DATA FOR ANALYSIS Start Marker

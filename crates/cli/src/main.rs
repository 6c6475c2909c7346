//! storecart CLI - Drive the cart from the command line.
//!
//! # Usage
//!
//! ```bash
//! # Show the cart
//! cart show
//!
//! # Add one unit of product 3
//! cart add 3
//!
//! # Set product 3 to 2 units
//! cart update 3 2
//!
//! # Remove product 3
//! cart remove 3
//!
//! # Use another catalog API and data directory
//! cart --api-url http://localhost:4000 --data-dir /tmp/cart show
//! ```
//!
//! # Commands
//!
//! - `show` - Print the cart
//! - `add` - Add one unit of a product
//! - `remove` - Remove a product's line
//! - `update` - Set a product's quantity
//!
//! Failed operations are reported as notices in the log and leave the cart
//! unchanged; they do not change the exit status.

#![cfg_attr(not(test), forbid(unsafe_code))]

use std::path::PathBuf;

use clap::{Parser, Subcommand};
use sentry::integrations::tracing as sentry_tracing;
use storecart::{CartConfig, LogFormat, ProductId, telemetry};
use tracing_subscriber::Registry;
use url::Url;

mod commands;

#[derive(Parser)]
#[command(name = "cart")]
#[command(author, version, about = "Storefront cart tools")]
struct Cli {
    /// Catalog API base URL (overrides `CART_API_URL`)
    #[arg(long, global = true)]
    api_url: Option<Url>,

    /// Directory holding the persisted cart (overrides `CART_DATA_DIR`)
    #[arg(long, global = true)]
    data_dir: Option<PathBuf>,

    /// Storage key prefix (overrides `CART_NAMESPACE`)
    #[arg(long, global = true)]
    namespace: Option<String>,

    /// Start from an empty cart if the stored one is corrupt
    #[arg(long, global = true)]
    reset: bool,

    #[command(subcommand)]
    command: Commands,
}

#[derive(Subcommand)]
enum Commands {
    /// Print the cart
    Show,
    /// Add one unit of a product
    Add {
        /// Product ID
        id: ProductId,
    },
    /// Remove a product from the cart
    Remove {
        /// Product ID
        id: ProductId,
    },
    /// Set the quantity of a product already in the cart
    Update {
        /// Product ID
        id: ProductId,

        /// New quantity (zero or negative is ignored)
        #[arg(allow_negative_numbers = true)]
        amount: i64,
    },
}

impl Cli {
    /// Apply command-line overrides on top of the environment configuration.
    fn apply(&self, config: &mut CartConfig) {
        if let Some(api_url) = &self.api_url {
            config.catalog.api_url = api_url.clone();
        }
        if let Some(data_dir) = &self.data_dir {
            config.data_dir = data_dir.clone();
        }
        if let Some(namespace) = &self.namespace {
            config.namespace = namespace.clone();
        }
    }
}

/// Initialize Sentry error tracking and return guard that must be kept alive.
fn init_sentry(config: &CartConfig) -> Option<sentry::ClientInitGuard> {
    let dsn = config.sentry_dsn.as_ref()?;

    let guard = sentry::init((
        dsn.as_str(),
        sentry::ClientOptions {
            release: sentry::release_name!(),
            attach_stacktrace: true,
            ..Default::default()
        },
    ));

    Some(guard)
}

/// Filter tracing events to Sentry event types.
fn sentry_event_filter(metadata: &tracing::Metadata<'_>) -> sentry_tracing::EventFilter {
    match *metadata.level() {
        tracing::Level::ERROR => sentry_tracing::EventFilter::Event,
        tracing::Level::WARN | tracing::Level::INFO => sentry_tracing::EventFilter::Breadcrumb,
        _ => sentry_tracing::EventFilter::Ignore,
    }
}

#[tokio::main]
async fn main() {
    let cli = Cli::parse();

    let mut config = match CartConfig::from_env() {
        Ok(config) => config,
        Err(e) => {
            telemetry::init_default(LogFormat::Pretty);
            tracing::error!("Failed to load configuration: {e}");
            std::process::exit(1);
        }
    };
    cli.apply(&mut config);

    // Initialize Sentry (must be done before tracing subscriber)
    let sentry_guard = init_sentry(&config);
    telemetry::init(
        config.log_format,
        sentry_guard
            .is_some()
            .then(|| {
                sentry_tracing::layer::<Registry>().event_filter(sentry_event_filter)
            }),
    );

    if let Err(e) = commands::run(cli.command.into(), &config, cli.reset).await {
        tracing::error!("Command failed: {e}");
        drop(sentry_guard);
        std::process::exit(1);
    }
}

impl From<Commands> for commands::Command {
    fn from(command: Commands) -> Self {
        match command {
            Commands::Show => Self::Show,
            Commands::Add { id } => Self::Add(id),
            Commands::Remove { id } => Self::Remove(id),
            Commands::Update { id, amount } => Self::Update(id, amount),
        }
    }
}
//! Cart configuration loaded from environment variables.
//!
//! # Environment Variables
//!
//! All variables are optional.
//!
//! - `CART_API_URL` - Base URL of the catalog API (default: `http://localhost:3333`)
//! - `CART_NAMESPACE` - Storage key prefix (default: `@RocketShoes`)
//! - `CART_DATA_DIR` - Directory for the file storage backend (default: `.storecart`)
//! - `CART_REQUEST_TIMEOUT_SECS` - Catalog request timeout in seconds (default: 10)
//! - `LOG_FORMAT` - `pretty` or `json` (default: `pretty`)
//! - `SENTRY_DSN` - Sentry error tracking DSN

use std::path::PathBuf;
use std::str::FromStr;
use std::time::Duration;

use thiserror::Error;
use url::Url;

const DEFAULT_API_URL: &str = "http://localhost:3333";
const DEFAULT_NAMESPACE: &str = "@RocketShoes";
const DEFAULT_DATA_DIR: &str = ".storecart";
const DEFAULT_REQUEST_TIMEOUT_SECS: u64 = 10;

/// Configuration errors that can occur during loading.
#[derive(Debug, Error)]
pub enum ConfigError {
    #[error("Invalid environment variable {0}: {1}")]
    InvalidEnvVar(String, String),
}

/// Cart configuration.
#[derive(Debug, Clone)]
pub struct CartConfig {
    /// Catalog API configuration
    pub catalog: CatalogConfig,
    /// Prefix of the storage key (`<namespace>:cart`)
    pub namespace: String,
    /// Directory holding persisted snapshots
    pub data_dir: PathBuf,
    /// Log output format
    pub log_format: LogFormat,
    /// Sentry DSN for error tracking
    pub sentry_dsn: Option<String>,
}

/// Catalog API configuration.
#[derive(Debug, Clone)]
pub struct CatalogConfig {
    /// Base URL serving `/products/{id}` and `/stock/{id}`
    pub api_url: Url,
    /// Per-request timeout
    pub request_timeout: Duration,
}

/// Log output format.
#[derive(Debug, Clone, Copy, Default, PartialEq, Eq)]
pub enum LogFormat {
    /// Human-readable output
    #[default]
    Pretty,
    /// One JSON object per event
    Json,
}

impl FromStr for LogFormat {
    type Err = String;

    fn from_str(s: &str) -> Result<Self, Self::Err> {
        match s.trim().to_ascii_lowercase().as_str() {
            "pretty" | "text" => Ok(Self::Pretty),
            "json" => Ok(Self::Json),
            other => Err(format!("expected 'pretty' or 'json', got '{other}'")),
        }
    }
}

impl CartConfig {
    /// Load configuration from environment variables.
    ///
    /// Calls `dotenvy::dotenv()` to load from `.env` file if present.
    ///
    /// # Errors
    ///
    /// Returns `ConfigError` if a variable is set to an invalid value.
    pub fn from_env() -> Result<Self, ConfigError> {
        // Load .env file if present (ignore errors if not found)
        let _ = dotenvy::dotenv();

        Self::from_lookup(|key| std::env::var(key).ok())
    }

    /// Load configuration from an arbitrary variable source.
    ///
    /// # Errors
    ///
    /// Returns `ConfigError` if a variable is set to an invalid value.
    pub fn from_lookup<F>(lookup: F) -> Result<Self, ConfigError>
    where
        F: Fn(&str) -> Option<String>,
    {
        let env = Lookup(lookup);

        let api_url = env
            .or_default("CART_API_URL", DEFAULT_API_URL)
            .parse::<Url>()
            .map_err(|e| ConfigError::InvalidEnvVar("CART_API_URL".to_string(), e.to_string()))?;
        let request_timeout = env
            .optional("CART_REQUEST_TIMEOUT_SECS")
            .map(|raw| parse_timeout("CART_REQUEST_TIMEOUT_SECS", &raw))
            .transpose()?
            .unwrap_or(Duration::from_secs(DEFAULT_REQUEST_TIMEOUT_SECS));
        let log_format = env
            .optional("LOG_FORMAT")
            .map(|raw| {
                raw.parse::<LogFormat>()
                    .map_err(|e| ConfigError::InvalidEnvVar("LOG_FORMAT".to_string(), e))
            })
            .transpose()?
            .unwrap_or_default();

        let namespace = env.or_default("CART_NAMESPACE", DEFAULT_NAMESPACE);
        if namespace.trim().is_empty() {
            return Err(ConfigError::InvalidEnvVar(
                "CART_NAMESPACE".to_string(),
                "must not be empty".to_string(),
            ));
        }

        Ok(Self {
            catalog: CatalogConfig {
                api_url,
                request_timeout,
            },
            namespace,
            data_dir: PathBuf::from(env.or_default("CART_DATA_DIR", DEFAULT_DATA_DIR)),
            log_format,
            sentry_dsn: env.optional("SENTRY_DSN").filter(|dsn| !dsn.is_empty()),
        })
    }
}

// =============================================================================
// Helper Functions
// =============================================================================

struct Lookup<F>(F);

impl<F> Lookup<F>
where
    F: Fn(&str) -> Option<String>,
{
    /// Get an optional variable.
    fn optional(&self, key: &str) -> Option<String> {
        (self.0)(key)
    }

    /// Get a variable with a default value.
    fn or_default(&self, key: &str, default: &str) -> String {
        self.optional(key).unwrap_or_else(|| default.to_string())
    }
}

fn parse_timeout(key: &str, raw: &str) -> Result<Duration, ConfigError> {
    let secs = raw
        .trim()
        .parse::<u64>()
        .map_err(|e| ConfigError::InvalidEnvVar(key.to_string(), e.to_string()))?;
    if secs == 0 {
        return Err(ConfigError::InvalidEnvVar(
            key.to_string(),
            "must be greater than zero".to_string(),
        ));
    }
    Ok(Duration::from_secs(secs))
}

#[cfg(test)]
#[allow(clippy::unwrap_used)]
mod tests {
    use std::collections::HashMap;

    use super::*;

    fn load(vars: &[(&str, &str)]) -> Result<CartConfig, ConfigError> {
        let vars: HashMap<String, String> = vars
            .iter()
            .map(|(k, v)| ((*k).to_string(), (*v).to_string()))
            .collect();
        CartConfig::from_lookup(|key| vars.get(key).cloned())
    }

    #[test]
    fn test_defaults() {
        let config = load(&[]).unwrap();
        assert_eq!(config.catalog.api_url.as_str(), "http://localhost:3333/");
        assert_eq!(config.catalog.request_timeout, Duration::from_secs(10));
        assert_eq!(config.namespace, "@RocketShoes");
        assert_eq!(config.data_dir, PathBuf::from(".storecart"));
        assert_eq!(config.log_format, LogFormat::Pretty);
        assert!(config.sentry_dsn.is_none());
    }

    #[test]
    fn test_overrides() {
        let config = load(&[
            ("CART_API_URL", "https://api.example.com/v1/"),
            ("CART_NAMESPACE", "@Shop"),
            ("CART_DATA_DIR", "/tmp/carts"),
            ("CART_REQUEST_TIMEOUT_SECS", "3"),
            ("LOG_FORMAT", "JSON"),
            ("SENTRY_DSN", "https://key@sentry.example.com/1"),
        ])
        .unwrap();
        assert_eq!(config.catalog.api_url.as_str(), "https://api.example.com/v1/");
        assert_eq!(config.catalog.request_timeout, Duration::from_secs(3));
        assert_eq!(config.namespace, "@Shop");
        assert_eq!(config.data_dir, PathBuf::from("/tmp/carts"));
        assert_eq!(config.log_format, LogFormat::Json);
        assert!(config.sentry_dsn.is_some());
    }

    #[test]
    fn test_invalid_url() {
        let err = load(&[("CART_API_URL", "not a url")]).unwrap_err();
        assert!(err.to_string().contains("CART_API_URL"));
    }

    #[test]
    fn test_invalid_timeout() {
        assert!(load(&[("CART_REQUEST_TIMEOUT_SECS", "soon")]).is_err());
        assert!(load(&[("CART_REQUEST_TIMEOUT_SECS", "0")]).is_err());
    }

    #[test]
    fn test_invalid_log_format() {
        let err = load(&[("LOG_FORMAT", "xml")]).unwrap_err();
        assert!(matches!(err, ConfigError::InvalidEnvVar(ref key, _) if key == "LOG_FORMAT"));
    }

    #[test]
    fn test_empty_namespace_rejected() {
        assert!(load(&[("CART_NAMESPACE", "  ")]).is_err());
    }

    #[test]
    fn test_empty_sentry_dsn_is_none() {
        let config = load(&[("SENTRY_DSN", "")]).unwrap();
        assert!(config.sentry_dsn.is_none());
    }
}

DATA FOR ANALYSIS End Marker

#### [WORK TO COMPLETE]
State how many lines of the listing hold the string "metadata"; reply with the number and nothing else.

#### [PROBLEM SOLUTION]
2